How Our Underwriting Team Can Help You Make A Difference To Your Clients

One of the most important aspects to placing more business is a knowledgeable underwriting team to be your advocate for those challenging cases.  Our Life Underwriting team has a philosophy we call “never say never”.

We don’t give up on a case because it’s difficult.  We take on the challenge and look outside the box for solutions.

This innovation sets us apart from the rest and helps to get more cases placed for your clients.

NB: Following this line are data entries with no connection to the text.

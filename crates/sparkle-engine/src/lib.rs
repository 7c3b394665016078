pub mod engine;
pub mod error;
pub mod prompt;
pub mod session;

pub use engine::{ChatMetadata, ChatOutcome, ChatResponse, ConversationEngine, StartedConversation};
pub use error::EngineError;
pub use session::{SessionRegistry, SessionState};
use std::sync::Arc;

use axum::extract::State;

use crate::app::AppState;
use crate::http::{ok, ApiResult};

/// GET /health: liveness plus a coarse system summary.
pub async fn health_handler(State(state): State<Arc<AppState>>) -> ApiResult {
    Ok(ok(serde_json::json!({
        "status": "ok",
        "uptimeSecs": state.started_at.elapsed().as_secs(),
        "activeSessions": state.engine.active_sessions(),
        "breakers": state.breakers.snapshot_all(),
    })))
}
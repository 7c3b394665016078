//! Shadow and canary rollout control endpoints.

use std::sync::Arc;

use axum::extract::State;
use axum::http::StatusCode;
use axum::Json;
use serde::Deserialize;
use sparkle_rollout::canary::CanaryError;

use crate::app::AppState;
use crate::http::{fail, ok, store_error, ApiResult};

#[derive(Deserialize)]
#[serde(rename_all = "camelCase")]
pub struct ShadowStartRequest {
    pub primary_variant: String,
    pub shadow_variant: String,
    #[serde(default = "default_traffic")]
    pub traffic_percent: f64,
}

fn default_traffic() -> f64 {
    100.0
}

/// POST /reliability/shadow/start
pub async fn shadow_start(
    State(state): State<Arc<AppState>>,
    Json(req): Json<ShadowStartRequest>,
) -> ApiResult {
    if state
        .store
        .get_active_version(&req.shadow_variant)
        .map_err(store_error)?
        .is_none()
    {
        return Err(fail(
            StatusCode::NOT_FOUND,
            "NOT_FOUND",
            format!("shadow variant '{}' has no active version", req.shadow_variant),
        ));
    }
    state
        .shadow
        .start(&req.primary_variant, &req.shadow_variant, req.traffic_percent);
    Ok(ok(state.shadow.status()))
}

/// POST /reliability/shadow/stop
pub async fn shadow_stop(State(state): State<Arc<AppState>>) -> ApiResult {
    state.shadow.stop();
    Ok(ok(serde_json::json!({ "stopped": true })))
}

/// POST /reliability/shadow/promote: gate on the promotion criteria, then
/// end the shadow run. Serving the winner is a variant-selection change.
pub async fn shadow_promote(State(state): State<Arc<AppState>>) -> ApiResult {
    let check = state
        .shadow
        .promotion_check()
        .map_err(store_error)?
        .ok_or_else(|| fail(StatusCode::NOT_FOUND, "NOT_FOUND", "no active shadow run"))?;
    if !check.should_promote {
        return Err(fail(
            StatusCode::BAD_REQUEST,
            "PROMOTION_BLOCKED",
            check.reasons.join("; "),
        ));
    }
    state.shadow.stop();
    Ok(ok(serde_json::json!({ "promoted": true, "check": check })))
}

/// POST /reliability/shadow/rollback: discard the candidate.
pub async fn shadow_rollback(State(state): State<Arc<AppState>>) -> ApiResult {
    state.shadow.stop();
    Ok(ok(serde_json::json!({ "rolledBack": true })))
}

/// GET /reliability/shadow/status
pub async fn shadow_status(State(state): State<Arc<AppState>>) -> ApiResult {
    Ok(ok(serde_json::json!({
        "active": state.shadow.status().is_some(),
        "setup": state.shadow.status(),
    })))
}

/// GET /reliability/shadow/analysis
pub async fn shadow_analysis(State(state): State<Arc<AppState>>) -> ApiResult {
    let analysis = state.shadow.analysis().map_err(store_error)?;
    Ok(ok(analysis))
}

/// GET /reliability/shadow/promotion-check
pub async fn shadow_promotion_check(State(state): State<Arc<AppState>>) -> ApiResult {
    let check = state.shadow.promotion_check().map_err(store_error)?;
    Ok(ok(check))
}

fn canary_error(e: CanaryError) -> (StatusCode, Json<serde_json::Value>) {
    match &e {
        CanaryError::AlreadyActive { .. } => {
            fail(StatusCode::CONFLICT, "CANARY_CONFLICT", e.to_string())
        }
        CanaryError::NotActive => fail(StatusCode::NOT_FOUND, "NO_ACTIVE_CANARY", e.to_string()),
        CanaryError::Store(_) => fail(
            StatusCode::INTERNAL_SERVER_ERROR,
            "DATABASE_ERROR",
            "internal storage error",
        ),
    }
}

#[derive(Deserialize)]
#[serde(rename_all = "camelCase")]
pub struct CanaryStartRequest {
    pub canary_variant: String,
    pub stable_variant: Option<String>,
    #[serde(default = "bool_true")]
    pub auto_promote: bool,
    #[serde(default = "bool_true")]
    pub auto_rollback: bool,
}

fn bool_true() -> bool {
    true
}

/// POST /canary/start
pub async fn canary_start(
    State(state): State<Arc<AppState>>,
    Json(req): Json<CanaryStartRequest>,
) -> ApiResult {
    let stable = req
        .stable_variant
        .clone()
        .unwrap_or_else(|| state.config.agent.default_variant.clone());
    if state
        .store
        .get_active_version(&req.canary_variant)
        .map_err(store_error)?
        .is_none()
    {
        return Err(fail(
            StatusCode::NOT_FOUND,
            "NOT_FOUND",
            format!("canary variant '{}' has no active version", req.canary_variant),
        ));
    }
    state
        .canary
        .start(&req.canary_variant, &stable, req.auto_promote, req.auto_rollback)
        .map_err(canary_error)?;
    Ok(ok(state.canary.status()))
}

/// POST /canary/stop
pub async fn canary_stop(State(state): State<Arc<AppState>>) -> ApiResult {
    state.canary.stop().map_err(canary_error)?;
    Ok(ok(serde_json::json!({ "stopped": true })))
}

/// POST /canary/promote: manual stage advance.
pub async fn canary_promote(State(state): State<Arc<AppState>>) -> ApiResult {
    let outcome = state.canary.promote().map_err(canary_error)?;
    Ok(ok(serde_json::json!({ "outcome": outcome, "status": state.canary.status() })))
}

#[derive(Deserialize)]
pub struct CanaryRollbackRequest {
    #[serde(default = "default_reason")]
    pub reason: String,
}

fn default_reason() -> String {
    "manual rollback".to_string()
}

/// POST /canary/rollback
pub async fn canary_rollback(
    State(state): State<Arc<AppState>>,
    Json(req): Json<CanaryRollbackRequest>,
) -> ApiResult {
    state.canary.rollback(&req.reason).map_err(canary_error)?;
    Ok(ok(serde_json::json!({ "rolledBack": true })))
}

/// GET /canary/status
pub async fn canary_status(State(state): State<Arc<AppState>>) -> ApiResult {
    Ok(ok(state.canary.status()))
}

/// GET /canary/health: current stage health verdict.
pub async fn canary_health(State(state): State<Arc<AppState>>) -> ApiResult {
    let health = state.canary.validate().map_err(canary_error)?;
    Ok(ok(health))
}

/// GET /canary/metrics: stage counters and recent audit events.
pub async fn canary_metrics(State(state): State<Arc<AppState>>) -> ApiResult {
    let events = state.store.list_canary_events(50).map_err(store_error)?;
    Ok(ok(serde_json::json!({
        "status": state.canary.status(),
        "events": events,
    })))
}

/// GET /canary/validation: the same gate the auto-promoter uses.
pub async fn canary_validation(State(state): State<Arc<AppState>>) -> ApiResult {
    let health = state.canary.validate().map_err(canary_error)?;
    Ok(ok(serde_json::json!({
        "passed": health.healthy,
        "health": health,
    })))
}

/// GET /canary/stages: stage table and gate thresholds.
pub async fn canary_stages(State(state): State<Arc<AppState>>) -> ApiResult {
    Ok(ok(state.canary.stages()))
}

Here are some case examples:

#1:  We were presented with case on a 52 year old dentist seeking $3 million of term coverage.  A recent lab panel for a carrier where he applied and was declined produced the following abnormalities:

  • Liver function tests:  ALT of 71 (on a normal scale of 0-45) and GGTP of 743 (on a normal scale of 2-65);  An alcohol marker and Hepatitis screen were not performed
  • Abnormal liver function tests have been noted since 1987
  • 10/2006 Liver biopsy showed mild to moderate fatty changes and mild liver scarring

If you noted the elevated GGTP alone which is about 11.5 times the normal value, an automatic decline probably came to your mind.  Some BGA underwriters may not have taken the chance to even send this case out for any opinions.  We discussed with our carriers and one was willing to look at the file.  After complete review, we received a Table 4 offer from this carrier.  Case was placed!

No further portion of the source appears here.